## Activity
Once you have read the entries below, repeat all of them exactly.

Collected data entries:
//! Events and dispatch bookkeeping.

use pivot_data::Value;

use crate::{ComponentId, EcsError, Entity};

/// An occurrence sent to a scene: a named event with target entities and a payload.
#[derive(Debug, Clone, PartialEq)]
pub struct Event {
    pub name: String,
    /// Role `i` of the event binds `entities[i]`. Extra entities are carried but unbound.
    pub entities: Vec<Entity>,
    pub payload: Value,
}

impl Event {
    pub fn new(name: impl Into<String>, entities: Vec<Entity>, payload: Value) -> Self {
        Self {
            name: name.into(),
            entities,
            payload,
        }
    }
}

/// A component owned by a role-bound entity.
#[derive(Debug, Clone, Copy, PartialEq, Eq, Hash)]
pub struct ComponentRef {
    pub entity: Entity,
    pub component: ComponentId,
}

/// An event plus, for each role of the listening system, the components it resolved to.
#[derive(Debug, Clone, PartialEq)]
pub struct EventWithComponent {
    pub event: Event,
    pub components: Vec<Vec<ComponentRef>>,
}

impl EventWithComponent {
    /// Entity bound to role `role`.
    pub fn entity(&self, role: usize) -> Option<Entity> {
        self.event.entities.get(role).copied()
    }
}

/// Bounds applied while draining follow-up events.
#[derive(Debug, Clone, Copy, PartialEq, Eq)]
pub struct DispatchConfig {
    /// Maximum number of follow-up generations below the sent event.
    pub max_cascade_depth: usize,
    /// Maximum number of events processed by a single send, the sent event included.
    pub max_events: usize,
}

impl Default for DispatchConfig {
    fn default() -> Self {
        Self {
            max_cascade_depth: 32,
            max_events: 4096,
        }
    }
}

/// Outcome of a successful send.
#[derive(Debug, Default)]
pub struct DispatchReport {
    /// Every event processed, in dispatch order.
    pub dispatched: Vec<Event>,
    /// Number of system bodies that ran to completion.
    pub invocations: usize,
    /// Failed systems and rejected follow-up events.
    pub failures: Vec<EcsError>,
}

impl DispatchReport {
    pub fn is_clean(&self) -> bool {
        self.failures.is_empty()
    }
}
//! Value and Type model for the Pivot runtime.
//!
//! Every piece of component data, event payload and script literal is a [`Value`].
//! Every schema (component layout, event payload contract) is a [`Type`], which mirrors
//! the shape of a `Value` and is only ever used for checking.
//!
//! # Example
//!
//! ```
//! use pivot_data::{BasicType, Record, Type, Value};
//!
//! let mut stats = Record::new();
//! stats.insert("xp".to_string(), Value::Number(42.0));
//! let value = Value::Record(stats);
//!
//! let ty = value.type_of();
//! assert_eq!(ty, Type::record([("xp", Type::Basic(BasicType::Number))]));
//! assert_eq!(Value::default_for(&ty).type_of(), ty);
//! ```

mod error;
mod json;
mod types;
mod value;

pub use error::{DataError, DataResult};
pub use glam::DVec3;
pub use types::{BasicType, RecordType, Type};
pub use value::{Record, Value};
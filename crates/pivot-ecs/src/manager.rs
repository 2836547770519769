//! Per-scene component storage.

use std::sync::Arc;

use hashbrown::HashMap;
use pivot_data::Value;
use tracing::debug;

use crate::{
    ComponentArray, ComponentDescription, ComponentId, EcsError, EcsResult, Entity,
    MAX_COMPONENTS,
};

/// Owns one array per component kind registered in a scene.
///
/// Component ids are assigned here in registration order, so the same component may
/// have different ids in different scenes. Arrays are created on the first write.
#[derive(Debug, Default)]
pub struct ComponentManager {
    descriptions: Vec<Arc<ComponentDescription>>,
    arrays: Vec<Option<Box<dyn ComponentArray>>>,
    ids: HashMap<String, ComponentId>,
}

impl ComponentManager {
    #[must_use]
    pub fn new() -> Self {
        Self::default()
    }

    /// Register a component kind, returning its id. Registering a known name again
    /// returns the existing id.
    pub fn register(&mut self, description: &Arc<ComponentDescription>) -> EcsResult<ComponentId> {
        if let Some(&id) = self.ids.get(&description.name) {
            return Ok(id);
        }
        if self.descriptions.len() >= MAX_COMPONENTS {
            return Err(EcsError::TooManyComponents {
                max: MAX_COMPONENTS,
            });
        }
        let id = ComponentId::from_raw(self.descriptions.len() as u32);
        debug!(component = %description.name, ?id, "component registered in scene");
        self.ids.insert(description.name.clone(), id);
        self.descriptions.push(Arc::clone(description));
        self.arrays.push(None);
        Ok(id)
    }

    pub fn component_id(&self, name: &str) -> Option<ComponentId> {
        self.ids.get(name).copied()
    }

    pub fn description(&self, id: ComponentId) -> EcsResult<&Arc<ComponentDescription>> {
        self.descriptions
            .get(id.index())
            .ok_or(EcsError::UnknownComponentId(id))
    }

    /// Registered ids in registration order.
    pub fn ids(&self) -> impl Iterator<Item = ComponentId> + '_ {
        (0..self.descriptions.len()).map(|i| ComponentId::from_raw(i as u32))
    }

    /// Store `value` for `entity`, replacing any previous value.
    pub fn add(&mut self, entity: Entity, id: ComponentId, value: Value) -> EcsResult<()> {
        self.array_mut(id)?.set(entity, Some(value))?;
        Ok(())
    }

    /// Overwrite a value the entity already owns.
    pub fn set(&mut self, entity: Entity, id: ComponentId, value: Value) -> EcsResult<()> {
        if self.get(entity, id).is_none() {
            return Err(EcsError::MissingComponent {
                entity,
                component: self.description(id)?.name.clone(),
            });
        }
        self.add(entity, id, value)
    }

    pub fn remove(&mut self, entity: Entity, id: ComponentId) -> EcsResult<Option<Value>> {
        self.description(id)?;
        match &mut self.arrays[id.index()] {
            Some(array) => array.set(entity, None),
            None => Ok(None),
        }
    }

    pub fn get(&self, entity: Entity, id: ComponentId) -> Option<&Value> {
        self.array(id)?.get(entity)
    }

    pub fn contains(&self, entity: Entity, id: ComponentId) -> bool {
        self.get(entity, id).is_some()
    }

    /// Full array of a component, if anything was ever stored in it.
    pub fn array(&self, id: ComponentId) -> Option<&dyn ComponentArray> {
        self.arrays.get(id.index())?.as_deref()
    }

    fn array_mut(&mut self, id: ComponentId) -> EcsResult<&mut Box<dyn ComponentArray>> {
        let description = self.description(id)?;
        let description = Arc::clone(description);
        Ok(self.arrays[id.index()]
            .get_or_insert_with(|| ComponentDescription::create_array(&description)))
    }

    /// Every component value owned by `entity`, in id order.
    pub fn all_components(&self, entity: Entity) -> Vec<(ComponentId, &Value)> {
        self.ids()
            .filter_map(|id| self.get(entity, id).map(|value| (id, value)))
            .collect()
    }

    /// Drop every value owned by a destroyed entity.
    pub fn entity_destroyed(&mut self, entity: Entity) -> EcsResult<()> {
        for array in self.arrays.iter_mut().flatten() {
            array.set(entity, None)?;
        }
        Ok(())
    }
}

## Answer space
//! Events and dispatch bookkeeping.

use pivot_data::Value;

use crate::{ComponentId, EcsError, Entity};

/// An occurrence sent to a scene: a named event with target entities and a payload.
#[derive(Debug, Clone, PartialEq)]
pub struct Event {
    pub name: String,
    /// Role `i` of the event binds `entities[i]`. Extra entities are carried but unbound.
    pub entities: Vec<Entity>,
    pub payload: Value,
}

impl Event {
    pub fn new(name: impl Into<String>, entities: Vec<Entity>, payload: Value) -> Self {
        Self {
            name: name.into(),
            entities,
            payload,
        }
    }
}

/// A component owned by a role-bound entity.
#[derive(Debug, Clone, Copy, PartialEq, Eq, Hash)]
pub struct ComponentRef {
    pub entity: Entity,
    pub component: ComponentId,
}

/// An event plus, for each role of the listening system, the components it resolved to.
#[derive(Debug, Clone, PartialEq)]
pub struct EventWithComponent {
    pub event: Event,
    pub components: Vec<Vec<ComponentRef>>,
}

impl EventWithComponent {
    /// Entity bound to role `role`.
    pub fn entity(&self, role: usize) -> Option<Entity> {
        self.event.entities.get(role).copied()
    }
}

/// Bounds applied while draining follow-up events.
#[derive(Debug, Clone, Copy, PartialEq, Eq)]
pub struct DispatchConfig {
    /// Maximum number of follow-up generations below the sent event.
    pub max_cascade_depth: usize,
    /// Maximum number of events processed by a single send, the sent event included.
    pub max_events: usize,
}

impl Default for DispatchConfig {
    fn default() -> Self {
        Self {
            max_cascade_depth: 32,
            max_events: 4096,
        }
    }
}

/// Outcome of a successful send.
#[derive(Debug, Default)]
pub struct DispatchReport {
    /// Every event processed, in dispatch order.
    pub dispatched: Vec<Event>,
    /// Number of system bodies that ran to completion.
    pub invocations: usize,
    /// Failed systems and rejected follow-up events.
    pub failures: Vec<EcsError>,
}

impl DispatchReport {
    pub fn is_clean(&self) -> bool {
        self.failures.is_empty()
    }
}
//! Value and Type model for the Pivot runtime.
//!
//! Every piece of component data, event payload and script literal is a [`Value`].
//! Every schema (component layout, event payload contract) is a [`Type`], which mirrors
//! the shape of a `Value` and is only ever used for checking.
//!
//! # Example
//!
//! ```
//! use pivot_data::{BasicType, Record, Type, Value};
//!
//! let mut stats = Record::new();
//! stats.insert("xp".to_string(), Value::Number(42.0));
//! let value = Value::Record(stats);
//!
//! let ty = value.type_of();
//! assert_eq!(ty, Type::record([("xp", Type::Basic(BasicType::Number))]));
//! assert_eq!(Value::default_for(&ty).type_of(), ty);
//! ```

mod error;
mod json;
mod types;
mod value;

pub use error::{DataError, DataResult};
pub use glam::DVec3;
pub use types::{BasicType, RecordType, Type};
pub use value::{Record, Value};
filename crates/pivot-ecs/src/manager.rs
repository 2836547770519769
//! Per-scene component storage.

use std::sync::Arc;

use hashbrown::HashMap;
use pivot_data::Value;
use tracing::debug;

use crate::{
    ComponentArray, ComponentDescription, ComponentId, EcsError, EcsResult, Entity,
    MAX_COMPONENTS,
};

/// Owns one array per component kind registered in a scene.
///
/// Component ids are assigned here in registration order, so the same component may
/// have different ids in different scenes. Arrays are created on the first write.
#[derive(Debug, Default)]
pub struct ComponentManager {
    descriptions: Vec<Arc<ComponentDescription>>,
    arrays: Vec<Option<Box<dyn ComponentArray>>>,
    ids: HashMap<String, ComponentId>,
}

impl ComponentManager {
    #[must_use]
    pub fn new() -> Self {
        Self::default()
    }

    /// Register a component kind, returning its id. Registering a known name again
    /// returns the existing id.
    pub fn register(&mut self, description: &Arc<ComponentDescription>) -> EcsResult<ComponentId> {
        if let Some(&id) = self.ids.get(&description.name) {
            return Ok(id);
        }
        if self.descriptions.len() >= MAX_COMPONENTS {
            return Err(EcsError::TooManyComponents {
                max: MAX_COMPONENTS,
            });
        }
        let id = ComponentId::from_raw(self.descriptions.len() as u32);
        debug!(component = %description.name, ?id, "component registered in scene");
        self.ids.insert(description.name.clone(), id);
        self.descriptions.push(Arc::clone(description));
        self.arrays.push(None);
        Ok(id)
    }

    pub fn component_id(&self, name: &str) -> Option<ComponentId> {
        self.ids.get(name).copied()
    }

    pub fn description(&self, id: ComponentId) -> EcsResult<&Arc<ComponentDescription>> {
        self.descriptions
            .get(id.index())
            .ok_or(EcsError::UnknownComponentId(id))
    }

    /// Registered ids in registration order.
    pub fn ids(&self) -> impl Iterator<Item = ComponentId> + '_ {
        (0..self.descriptions.len()).map(|i| ComponentId::from_raw(i as u32))
    }

    /// Store `value` for `entity`, replacing any previous value.
    pub fn add(&mut self, entity: Entity, id: ComponentId, value: Value) -> EcsResult<()> {
        self.array_mut(id)?.set(entity, Some(value))?;
        Ok(())
    }

    /// Overwrite a value the entity already owns.
    pub fn set(&mut self, entity: Entity, id: ComponentId, value: Value) -> EcsResult<()> {
        if self.get(entity, id).is_none() {
            return Err(EcsError::MissingComponent {
                entity,
                component: self.description(id)?.name.clone(),
            });
        }
        self.add(entity, id, value)
    }

    pub fn remove(&mut self, entity: Entity, id: ComponentId) -> EcsResult<Option<Value>> {
        self.description(id)?;
        match &mut self.arrays[id.index()] {
            Some(array) => array.set(entity, None),
            None => Ok(None),
        }
    }

    pub fn get(&self, entity: Entity, id: ComponentId) -> Option<&Value> {
        self.array(id)?.get(entity)
    }

    pub fn contains(&self, entity: Entity, id: ComponentId) -> bool {
        self.get(entity, id).is_some()
    }

    /// Full array of a component, if anything was ever stored in it.
    pub fn array(&self, id: ComponentId) -> Option<&dyn ComponentArray> {
        self.arrays.get(id.index())?.as_deref()
    }

    fn array_mut(&mut self, id: ComponentId) -> EcsResult<&mut Box<dyn ComponentArray>> {
        let description = self.description(id)?;
        let description = Arc::clone(description);
        Ok(self.arrays[id.index()]
            .get_or_insert_with(|| ComponentDescription::create_array(&description)))
    }

    /// Every component value owned by `entity`, in id order.
    pub fn all_components(&self, entity: Entity) -> Vec<(ComponentId, &Value)> {
        self.ids()
            .filter_map(|id| self.get(entity, id).map(|value| (id, value)))
            .collect()
    }

    /// Drop every value owned by a destroyed entity.
    pub fn entity_destroyed(&mut self, entity: Entity) -> EcsResult<()> {
        for array in self.arrays.iter_mut().flatten() {
            array.set(entity, None)?;
        }
        Ok(())
    }
}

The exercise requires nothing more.